Call for Paper: 16th USENIX Security Symposium

Tuesday, September 26. 2006
The Call for Papers for the 16th USENIX Security Symposium is now available. I am very proud to be one of the members of the program committee and of course I would like to see many honeynet-related papers submitted to the conference!

Important dates:
  • Paper submissions due: Thursday, February 1, 2007, 11:59 p.m. PST

  • Panel proposals due: Thursday, March 29, 2007

  • Notification to authors: Wednesday, April 4, 2007

  • Final papers due: Monday, May 14, 2007

  • Work-in-Progress reports due: Wednesday, August 8, 2007, 6:00 p.m. EDT

The conference will be held from August 6–10, 2007, in Boston, MA.

About USENIX Security:
The USENIX Security Symposium brings together researchers, practitioners, system administrators, system programmers, and others interested in the latest advances in the security of computer systems and networks.
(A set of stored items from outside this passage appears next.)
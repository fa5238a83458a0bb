//! Recursive folder analysis.
//!
//! The [`Analyzer`] walks a directory tree depth-first. Every folder whose
//! subtree reaches the size threshold becomes a [`FolderEntry`]; its own large
//! files are grouped by extension and folded into a process-wide
//! [`FileTypeSummary`], and its large subfolders are analyzed the same way one
//! level deeper. Anything below the threshold still counts towards its
//! parent's total but is never listed.

use std::{
    fmt, fs,
    path::{Path, PathBuf},
    sync::LazyLock,
    time::Duration,
};

use anyhow::Result;
use indicatif::{ProgressBar, ProgressStyle};
use regex::Regex;

use crate::{
    config::AnalysisOptions,
    report::{Analysis, FileTypeSummary, FolderEntry},
    utils::calculate_dir_size,
};

/// Markers for each depth level. Deeper levels reuse the last entry.
const DEPTH_SYMBOLS: [char; 5] = ['-', '*', '~', '=', '-'];

/// Runs of 32+ lowercase hex characters, as found in hash or UUID suffixes.
static HASH_TOKEN: LazyLock<Regex> =
    LazyLock::new(|| Regex::new("[a-f0-9]{32,}").expect("hash token pattern is valid"));

/// Marker character for a report line at `depth`.
///
/// ```
/// # use folder_sizer::analyzer::symbol_for_depth;
/// assert_eq!(symbol_for_depth(1), '*');
/// assert_eq!(symbol_for_depth(10), '-');
/// ```
#[must_use]
pub fn symbol_for_depth(depth: usize) -> char {
    DEPTH_SYMBOLS
        .get(depth)
        .copied()
        .unwrap_or(DEPTH_SYMBOLS[DEPTH_SYMBOLS.len() - 1])
}

/// Remove hash-like tokens from a folder name and trim the result.
///
/// A token is a run of at least 32 characters from `[a-f0-9]` that does not
/// touch another ASCII letter or digit on either side, so `cache_<hash>` and
/// `build <hash>` are cleaned while longer alphanumeric words are left alone.
#[must_use]
pub fn sanitize_folder_name(name: &str) -> String {
    let mut cleaned = String::with_capacity(name.len());
    let mut copied_up_to = 0;

    for token in HASH_TOKEN.find_iter(name) {
        let before = name[..token.start()].chars().next_back();
        let after = name[token.end()..].chars().next();
        if before.is_some_and(|c| c.is_ascii_alphanumeric())
            || after.is_some_and(|c| c.is_ascii_alphanumeric())
        {
            continue;
        }

        cleaned.push_str(&name[copied_up_to..token.start()]);
        copied_up_to = token.end();
    }
    cleaned.push_str(&name[copied_up_to..]);

    cleaned.trim().to_string()
}

/// Extension of a file name, including the dot.
///
/// Leading dots are part of the name, not an extension: `.bashrc` has none,
/// `archive.tar.gz` has `.gz`, and `notes.` has `.`.
#[must_use]
pub fn file_extension(file_name: &str) -> &str {
    let name_start = file_name.len() - file_name.trim_start_matches('.').len();

    file_name[name_start..]
        .rfind('.')
        .map_or("", |dot| &file_name[name_start + dot..])
}

/// Name shown for a folder in the report.
fn display_name(path: &Path) -> String {
    let base = path.file_name().map_or_else(
        || path.display().to_string(),
        |name| name.to_string_lossy().into_owned(),
    );

    sanitize_folder_name(&base)
}

/// Immediate contents of one folder, sorted by name.
#[derive(Debug, Default)]
struct Listing {
    /// Regular files as `(file name, size)`
    files: Vec<(String, u64)>,

    /// Subdirectories
    dirs: Vec<PathBuf>,
}

/// Depth-first folder analyzer.
///
/// Holds the analysis options and the warnings collected for entries that
/// were skipped under [`crate::config::ErrorPolicy::Skip`].
pub struct Analyzer {
    /// Threshold and error handling
    options: AnalysisOptions,

    /// Entries that could not be read
    warnings: Vec<String>,

    /// Spinner shown while walking; hidden in quiet mode
    progress: ProgressBar,

    /// When `true`, no spinner is drawn (used by `--json`)
    quiet: bool,
}

impl fmt::Debug for Analyzer {
    fn fmt(&self, f: &mut fmt::Formatter<'_>) -> fmt::Result {
        f.debug_struct("Analyzer")
            .field("options", &self.options)
            .field("warnings", &self.warnings)
            .field("quiet", &self.quiet)
            .finish_non_exhaustive()
    }
}

impl Analyzer {
    /// Create an analyzer with the given options.
    #[must_use]
    pub fn new(options: AnalysisOptions) -> Self {
        Self {
            options,
            warnings: Vec::new(),
            progress: ProgressBar::hidden(),
            quiet: true,
        }
    }

    /// Enable or disable quiet mode.
    ///
    /// Analyzers start quiet; the CLI turns the spinner on for interactive
    /// runs and leaves it off for `--json`.
    #[must_use]
    pub const fn with_quiet(mut self, quiet: bool) -> Self {
        self.quiet = quiet;
        self
    }

    /// Warnings collected so far.
    #[must_use]
    pub fn warnings(&self) -> &[String] {
        &self.warnings
    }

    /// Analyze `root` from depth 0 with a fresh file-type summary.
    ///
    /// # Errors
    ///
    /// Returns the first filesystem error when the error policy is
    /// [`crate::config::ErrorPolicy::Abort`].
    pub fn run(mut self, root: &Path) -> Result<Analysis> {
        self.start_progress();

        let mut summary = FileTypeSummary::new();
        let result = self.analyze_root(root, &mut summary);
        self.progress.finish_and_clear();
        let (total_size, tree) = result?;

        Ok(Analysis {
            root: root.to_path_buf(),
            threshold: self.options.threshold,
            total_size,
            summary,
            tree,
            warnings: self.warnings,
        })
    }

    /// Analyze one folder and render its report.
    ///
    /// Returns the rendered report and the depth processed. A folder whose
    /// subtree is below the threshold yields an empty report and hands
    /// `last_depth` back unchanged; its children are never visited and
    /// `summary` is left untouched.
    ///
    /// # Errors
    ///
    /// Returns the first filesystem error when the error policy is
    /// [`crate::config::ErrorPolicy::Abort`].
    pub fn analyze_folder(
        &mut self,
        path: &Path,
        depth: usize,
        summary: &mut FileTypeSummary,
        last_depth: usize,
    ) -> Result<(String, usize)> {
        let size = self.tree_size(path)?;

        Ok(match self.collect(path, size, depth, summary)? {
            Some(entry) => (entry.render(last_depth), depth),
            None => (String::new(), last_depth),
        })
    }

    fn analyze_root(
        &mut self,
        root: &Path,
        summary: &mut FileTypeSummary,
    ) -> Result<(u64, Option<FolderEntry>)> {
        let total_size = self.tree_size(root)?;
        let tree = self.collect(root, total_size, 0, summary)?;

        Ok((total_size, tree))
    }

    /// Build the entry for a folder whose subtree size is already known.
    fn collect(
        &mut self,
        path: &Path,
        size: u64,
        depth: usize,
        summary: &mut FileTypeSummary,
    ) -> Result<Option<FolderEntry>> {
        if size < self.options.threshold {
            return Ok(None);
        }

        self.progress
            .set_message(format!("Analyzing {}", path.display()));

        let listing = self.list(path)?;

        let mut file_types = FileTypeSummary::new();
        for (name, len) in &listing.files {
            if *len < self.options.threshold {
                continue;
            }
            let ext = file_extension(name);
            file_types.add(ext, *len);
            summary.add(ext, *len);
        }

        let mut large_dirs = Vec::new();
        for dir in listing.dirs {
            let dir_size = self.tree_size(&dir)?;
            if dir_size >= self.options.threshold {
                large_dirs.push((dir, dir_size));
            }
        }

        let mut children = Vec::with_capacity(large_dirs.len());
        for (dir, dir_size) in large_dirs {
            if let Some(child) = self.collect(&dir, dir_size, depth + 1, summary)? {
                children.push(child);
            }
        }

        Ok(Some(FolderEntry {
            path: path.to_path_buf(),
            name: display_name(path),
            depth,
            size,
            file_types,
            children,
        }))
    }

    /// List the immediate files and subdirectories of `path`.
    ///
    /// Symbolic links are neither files nor directories here.
    fn list(&mut self, path: &Path) -> Result<Listing> {
        let mut listing = Listing::default();

        let entries = match fs::read_dir(path) {
            Ok(entries) => entries,
            Err(err) => {
                self.skip(format!(
                    "Failed to read directory {}: {err}",
                    path.display()
                ))?;
                return Ok(listing);
            }
        };

        for entry in entries {
            let entry = match entry {
                Ok(entry) => entry,
                Err(err) => {
                    self.skip(format!("Failed to read entry in {}: {err}", path.display()))?;
                    continue;
                }
            };

            let file_type = match entry.file_type() {
                Ok(file_type) => file_type,
                Err(err) => {
                    self.skip(format!(
                        "Failed to read file type of {}: {err}",
                        entry.path().display()
                    ))?;
                    continue;
                }
            };

            if file_type.is_dir() {
                listing.dirs.push(entry.path());
            } else if file_type.is_file() {
                match entry.metadata() {
                    Ok(metadata) => listing.files.push((
                        entry.file_name().to_string_lossy().into_owned(),
                        metadata.len(),
                    )),
                    Err(err) => self.skip(format!(
                        "Failed to read size of {}: {err}",
                        entry.path().display()
                    ))?,
                }
            }
        }

        listing.files.sort_by(|a, b| a.0.cmp(&b.0));
        listing.dirs.sort();

        Ok(listing)
    }

    fn tree_size(&mut self, path: &Path) -> Result<u64> {
        calculate_dir_size(path, self.options.error_policy, &mut self.warnings)
    }

    fn skip(&mut self, message: String) -> Result<()> {
        self.options.error_policy.handle(message, &mut self.warnings)
    }

    fn start_progress(&mut self) {
        if self.quiet {
            return;
        }

        let spinner = ProgressBar::new_spinner();
        if let Ok(style) = ProgressStyle::default_spinner().template("{spinner:.green} {msg}") {
            spinner.set_style(style);
        }
        spinner.set_message("Analyzing...");
        spinner.enable_steady_tick(Duration::from_millis(100));
        self.progress = spinner;
    }
}
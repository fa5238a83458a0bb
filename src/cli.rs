//! Command-line interface definition and argument parsing.
//!
//! This module defines the command-line arguments with
//! [clap](https://docs.rs/clap/). Helper methods on [`Cli`] take a
//! [`FileConfig`] so that config-file values act as defaults that arguments
//! can override (layered config).

use std::path::PathBuf;

use anyhow::{Context, Result};
use clap::{Parser, Subcommand};

use folder_sizer::config::{
    AnalysisOptions, DEFAULT_EXPORT_FILE_NAME, DEFAULT_THRESHOLD, ErrorPolicy, FileConfig,
    OutputOptions,
};
use folder_sizer::utils::parse_size;

/// Top-level subcommands.
#[derive(Subcommand, Debug)]
pub enum Commands {
    /// Inspect or initialise the configuration file
    Config {
        #[command(subcommand)]
        command: ConfigCommand,
    },
}

/// Subcommands for `config`.
#[derive(Subcommand, Debug)]
pub enum ConfigCommand {
    /// Print the effective configuration (file values + defaults for unset keys)
    Show,
    /// Write a default config.toml if none exists yet
    Init,
    /// Print the path to the config file
    Path,
}

/// Main command-line interface structure.
#[derive(Parser, Debug)]
#[command(name = "folder-sizer")]
#[command(
    about = "Summarize folder sizes by file type and depth, listing only what reaches a size threshold"
)]
#[command(version)]
#[command(author)]
pub struct Cli {
    /// Subcommand (e.g. `config`)
    #[command(subcommand)]
    pub subcommand: Option<Commands>,

    /// Folder to analyze
    ///
    /// Falls back to `dir` from the config file, then to an interactive prompt.
    dir: Option<PathBuf>,

    /// Minimum size for a file or folder to be listed
    ///
    /// Supports decimal (KB, MB, GB, TB) and binary (KiB, MiB, GiB, TiB)
    /// units as well as plain byte counts. Defaults to 5MiB.
    #[arg(short = 't', long)]
    threshold: Option<String>,

    /// Abort on the first unreadable file or folder instead of skipping it
    #[arg(long)]
    strict: bool,

    /// Don't write the report into the analyzed folder
    #[arg(long)]
    no_export: bool,

    /// File name of the exported report
    #[arg(short = 'o', long)]
    output: Option<String>,

    /// Print entries that were skipped because they could not be read
    #[arg(short = 'v', long)]
    verbose: bool,

    /// Output results as a single JSON object for scripting/piping
    ///
    /// Suppresses the spinner, colors and the exported text file.
    #[arg(long)]
    json: bool,
}

impl Cli {
    /// Whether `--json` structured output mode is enabled.
    #[must_use]
    pub const fn json(&self) -> bool {
        self.json
    }

    /// Resolve the folder to analyze.
    ///
    /// Priority: CLI argument > config file `dir`. `None` means the caller
    /// should prompt for one.
    #[must_use]
    pub fn directory(&self, config: &FileConfig) -> Option<PathBuf> {
        self.dir.clone().or_else(|| config.directory())
    }

    /// Extract analysis options from CLI args and config file.
    ///
    /// - **threshold**: CLI > config > 5 MiB
    /// - **strict**: CLI flag `||` config value `||` `false`
    ///
    /// # Errors
    ///
    /// Returns an error if the threshold cannot be parsed.
    pub fn analysis_options(&self, config: &FileConfig) -> Result<AnalysisOptions> {
        let threshold = match self
            .threshold
            .as_deref()
            .or(config.analysis.threshold.as_deref())
        {
            Some(raw) => parse_size(raw).with_context(|| format!("Invalid threshold '{raw}'"))?,
            None => DEFAULT_THRESHOLD,
        };

        Ok(AnalysisOptions {
            threshold,
            error_policy: ErrorPolicy::from_strict(
                self.strict || config.analysis.strict.unwrap_or(false),
            ),
        })
    }

    /// Extract output options from CLI args and config file.
    ///
    /// `--no-export` and `--json` both disable the export regardless of the
    /// config file.
    #[must_use]
    pub fn output_options(&self, config: &FileConfig) -> OutputOptions {
        OutputOptions {
            export: !self.no_export && !self.json && config.output.export.unwrap_or(true),
            file_name: self
                .output
                .clone()
                .or_else(|| config.output.file_name.clone())
                .unwrap_or_else(|| DEFAULT_EXPORT_FILE_NAME.to_string()),
            verbose: self.verbose || config.output.verbose.unwrap_or(false),
            json: self.json,
        }
    }
}

#[cfg(test)]
mod tests {
    use super::*;
    use folder_sizer::config::file::{FileAnalysisConfig, FileOutputConfig};

    #[test]
    fn test_default_values() {
        let args = Cli::parse_from(["folder-sizer"]);
        let config = FileConfig::default();

        assert!(args.subcommand.is_none());
        assert!(args.directory(&config).is_none());
        assert!(!args.json());

        let analysis = args.analysis_options(&config).unwrap();
        assert_eq!(analysis.threshold, 5 * 1024 * 1024);
        assert_eq!(analysis.error_policy, ErrorPolicy::Skip);

        let output = args.output_options(&config);
        assert!(output.export);
        assert!(!output.verbose);
        assert!(!output.json);
        assert_eq!(output.file_name, "folder_analysis.txt");
    }

    #[test]
    fn test_positional_directory() {
        let args = Cli::parse_from(["folder-sizer", "/tmp/data"]);
        assert_eq!(
            args.directory(&FileConfig::default()),
            Some(PathBuf::from("/tmp/data"))
        );
    }

    #[test]
    fn test_cli_directory_overrides_config() {
        let config = FileConfig {
            dir: Some(PathBuf::from("/from/config")),
            ..FileConfig::default()
        };

        let args = Cli::parse_from(["folder-sizer", "/from/cli"]);
        assert_eq!(args.directory(&config), Some(PathBuf::from("/from/cli")));

        let args = Cli::parse_from(["folder-sizer"]);
        assert_eq!(args.directory(&config), Some(PathBuf::from("/from/config")));
    }

    #[test]
    fn test_threshold_flag() {
        let config = FileConfig::default();

        let args = Cli::parse_from(["folder-sizer", "--threshold", "10MB"]);
        assert_eq!(args.analysis_options(&config).unwrap().threshold, 10_000_000);

        let args = Cli::parse_from(["folder-sizer", "-t", "1GiB"]);
        assert_eq!(
            args.analysis_options(&config).unwrap().threshold,
            1_073_741_824
        );
    }

    #[test]
    fn test_invalid_threshold_errors() {
        let args = Cli::parse_from(["folder-sizer", "--threshold", "lots"]);
        let err = args.analysis_options(&FileConfig::default()).unwrap_err();
        assert!(err.to_string().contains("lots"));
    }

    #[test]
    fn test_threshold_from_config() {
        let config = FileConfig {
            analysis: FileAnalysisConfig {
                threshold: Some("100KiB".to_string()),
                strict: Some(true),
            },
            ..FileConfig::default()
        };

        let args = Cli::parse_from(["folder-sizer"]);
        let opts = args.analysis_options(&config).unwrap();
        assert_eq!(opts.threshold, 102_400);
        assert_eq!(opts.error_policy, ErrorPolicy::Abort);

        let args = Cli::parse_from(["folder-sizer", "-t", "1KB"]);
        assert_eq!(args.analysis_options(&config).unwrap().threshold, 1_000);
    }

    #[test]
    fn test_strict_flag() {
        let args = Cli::parse_from(["folder-sizer", "--strict"]);
        assert_eq!(
            args.analysis_options(&FileConfig::default())
                .unwrap()
                .error_policy,
            ErrorPolicy::Abort
        );
    }

    #[test]
    fn test_output_flags() {
        let config = FileConfig::default();
        let args = Cli::parse_from([
            "folder-sizer",
            "--no-export",
            "-o",
            "report.txt",
            "--verbose",
        ]);
        let output = args.output_options(&config);

        assert!(!output.export);
        assert!(output.verbose);
        assert_eq!(output.file_name, "report.txt");
    }

    #[test]
    fn test_json_disables_export() {
        let args = Cli::parse_from(["folder-sizer", "--json"]);
        let output = args.output_options(&FileConfig::default());

        assert!(args.json());
        assert!(output.json);
        assert!(!output.export);
    }

    #[test]
    fn test_output_options_from_config() {
        let config = FileConfig {
            output: FileOutputConfig {
                export: Some(false),
                file_name: Some("sizes.txt".to_string()),
                verbose: Some(true),
            },
            ..FileConfig::default()
        };

        let output = Cli::parse_from(["folder-sizer"]).output_options(&config);
        assert!(!output.export);
        assert!(output.verbose);
        assert_eq!(output.file_name, "sizes.txt");

        let output = Cli::parse_from(["folder-sizer", "-o", "cli.txt"]).output_options(&config);
        assert_eq!(output.file_name, "cli.txt");
    }

    #[test]
    fn test_config_subcommands() {
        let args = Cli::parse_from(["folder-sizer", "config", "path"]);
        assert!(matches!(
            args.subcommand,
            Some(Commands::Config {
                command: ConfigCommand::Path
            })
        ));

        let args = Cli::parse_from(["folder-sizer", "config", "init"]);
        assert!(matches!(
            args.subcommand,
            Some(Commands::Config {
                command: ConfigCommand::Init
            })
        ));
    }
}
T

All researchers are encouraged to submit papers covering novel and scientifically significant practical works in security or applied cryptography. Submissions are due on February 1, 2007, 11:59 p.m. PST. The Symposium will span five days: a two-day training program will be followed by a two and one-half day technical program, which will include refereed papers, invited talks, Work-in-Progress reports, panel discussions, and Birds-of-a-Feather sessions.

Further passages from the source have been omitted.